====== Data to process ======

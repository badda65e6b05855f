use std::collections::HashMap;
use std::sync::Arc;

use axum::{
    extract::{Path, Query, State},
    http::StatusCode,
    response::{IntoResponse, Response},
    routing::{get, post},
    Json, Router,
};
use serde::Deserialize;
use serde_json::json;

use crate::directory::{OccupantId, UnitId};

use super::allocation::{AllocationError, LockerAllocator};
use super::lifecycle::{DeliveryLifecycle, LifecycleError};
use super::validation::{RecipientValidator, ValidationRequest};

/// Shared handler state: the three delivery components.
#[derive(Clone)]
pub struct DeliveryServices {
    pub validator: Arc<RecipientValidator>,
    pub allocator: Arc<LockerAllocator>,
    pub lifecycle: Arc<DeliveryLifecycle>,
}

/// Router builder exposing the delivery coordination endpoints.
pub fn delivery_router(services: DeliveryServices) -> Router {
    Router::new()
        .route("/api/v1/recipients/validate", post(validate_handler))
        .route(
            "/api/v1/recipients/validate-assisted",
            post(validate_assisted_handler),
        )
        .route("/api/v1/lockers/reserve", post(reserve_handler))
        .route(
            "/api/v1/deliveries/confirm-closure",
            post(confirm_closure_handler),
        )
        .route(
            "/api/v1/deliveries/confirm-pickup",
            post(confirm_pickup_handler),
        )
        .route("/api/v1/front-desk/escalate", post(escalate_handler))
        .route(
            "/api/v1/deliveries/by-recipient",
            get(history_by_recipient_handler),
        )
        .route(
            "/api/v1/deliveries/by-occupant/:occupant_id",
            get(history_by_occupant_handler),
        )
        .with_state(services)
}

async fn validate_handler(
    State(services): State<DeliveryServices>,
    Json(request): Json<ValidationRequest>,
) -> Response {
    match services.validator.validate(&request) {
        Ok(outcome) => (StatusCode::OK, Json(outcome)).into_response(),
        Err(error) => bad_request(error.to_string()),
    }
}

async fn validate_assisted_handler(
    State(services): State<DeliveryServices>,
    Json(request): Json<ValidationRequest>,
) -> Response {
    match services.validator.validate_assisted(&request) {
        Ok(outcome) => (StatusCode::OK, Json(outcome)).into_response(),
        Err(error) => bad_request(error.to_string()),
    }
}

#[derive(Debug, Deserialize)]
struct ReserveRequest {
    unit_id: String,
}

async fn reserve_handler(
    State(services): State<DeliveryServices>,
    Json(request): Json<ReserveRequest>,
) -> Response {
    match services.allocator.reserve(&UnitId(request.unit_id)) {
        Ok(reservation) => {
            let payload = json!({
                "success": true,
                "message": format!(
                    "Locker {} unlocked. Deposit the parcel and close the door.",
                    reservation.locker_id.0
                ),
                "locker_id": reservation.locker_id.0,
                "delivery_id": reservation.delivery_id.0,
                "entry_code": reservation.entry_code,
                "deposit_deadline": reservation.deposit_deadline,
            });
            (StatusCode::OK, Json(payload)).into_response()
        }
        Err(AllocationError::UnitNotFound) => not_found("residence unit not found"),
        Err(AllocationError::NoLockerAvailable) => {
            let payload = json!({
                "success": false,
                "message": "No locker available right now. Escalate to the front desk.",
            });
            (StatusCode::CONFLICT, Json(payload)).into_response()
        }
        Err(AllocationError::Repository(error)) => internal_error(error.to_string()),
    }
}

#[derive(Debug, Deserialize)]
struct DeliveryRef {
    delivery_id: String,
}

async fn confirm_closure_handler(
    State(services): State<DeliveryServices>,
    Json(request): Json<DeliveryRef>,
) -> Response {
    let id = super::domain::DeliveryId(request.delivery_id);
    match services.lifecycle.confirm_closure(&id) {
        Ok(receipt) => {
            let payload = json!({
                "success": true,
                "message": "Delivery stored. The resident will be notified.",
                "entry_code": receipt.entry_code,
                "access_password": receipt.access_password,
                "registered_at": receipt.registered_at,
                "notified": receipt.notified,
            });
            (StatusCode::OK, Json(payload)).into_response()
        }
        Err(error) => lifecycle_error(error),
    }
}

async fn confirm_pickup_handler(
    State(services): State<DeliveryServices>,
    Json(request): Json<DeliveryRef>,
) -> Response {
    let id = super::domain::DeliveryId(request.delivery_id);
    match services.lifecycle.confirm_pickup(&id) {
        Ok(receipt) => {
            let payload = json!({
                "success": true,
                "picked_up_at": receipt.picked_up_at,
            });
            (StatusCode::OK, Json(payload)).into_response()
        }
        Err(error) => lifecycle_error(error),
    }
}

#[derive(Debug, Deserialize)]
struct EscalateRequest {
    recipient_name: String,
    postal_code: String,
}

async fn escalate_handler(
    State(services): State<DeliveryServices>,
    Json(request): Json<EscalateRequest>,
) -> Response {
    if request.recipient_name.trim().is_empty() {
        return bad_request("recipient name is required".to_string());
    }
    match services
        .lifecycle
        .escalate_front_desk(&request.recipient_name, &request.postal_code)
    {
        Ok(receipt) => {
            let payload = json!({
                "success": true,
                "message": "Front desk engaged. Await contact.",
                "case_id": receipt.case_id.0,
                "registered_at": receipt.registered_at,
            });
            (StatusCode::OK, Json(payload)).into_response()
        }
        Err(error) => lifecycle_error(error),
    }
}

async fn history_by_recipient_handler(
    State(services): State<DeliveryServices>,
    Query(params): Query<HashMap<String, String>>,
) -> Response {
    let Some(name) = params.get("name").map(String::as_str).filter(|name| !name.trim().is_empty())
    else {
        return bad_request("query parameter 'name' is required".to_string());
    };
    match services.lifecycle.history_for_recipient(name) {
        Ok(deliveries) => (StatusCode::OK, Json(deliveries)).into_response(),
        Err(error) => lifecycle_error(error),
    }
}

async fn history_by_occupant_handler(
    State(services): State<DeliveryServices>,
    Path(occupant_id): Path<String>,
) -> Response {
    match services
        .lifecycle
        .history_for_occupant(&OccupantId(occupant_id))
    {
        Ok(deliveries) => (StatusCode::OK, Json(deliveries)).into_response(),
        Err(LifecycleError::NotFound) => not_found("occupant not found"),
        Err(error) => lifecycle_error(error),
    }
}

fn lifecycle_error(error: LifecycleError) -> Response {
    match error {
        LifecycleError::NotFound => not_found("delivery not found"),
        LifecycleError::InvalidState { .. } => {
            let payload = json!({ "error": error.to_string() });
            (StatusCode::CONFLICT, Json(payload)).into_response()
        }
        LifecycleError::Repository(inner) => internal_error(inner.to_string()),
    }
}

fn bad_request(message: String) -> Response {
    let payload = json!({ "error": message });
    (StatusCode::BAD_REQUEST, Json(payload)).into_response()
}

fn not_found(message: &str) -> Response {
    let payload = json!({ "error": message });
    (StatusCode::NOT_FOUND, Json(payload)).into_response()
}

fn internal_error(message: String) -> Response {
    let payload = json!({ "error": message });
    (StatusCode::INTERNAL_SERVER_ERROR, Json(payload)).into_response()
}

======

● **Directions for this task**
Nothing but a number is expected here: how many lines above include the string "receipt".

● **Answer space**
10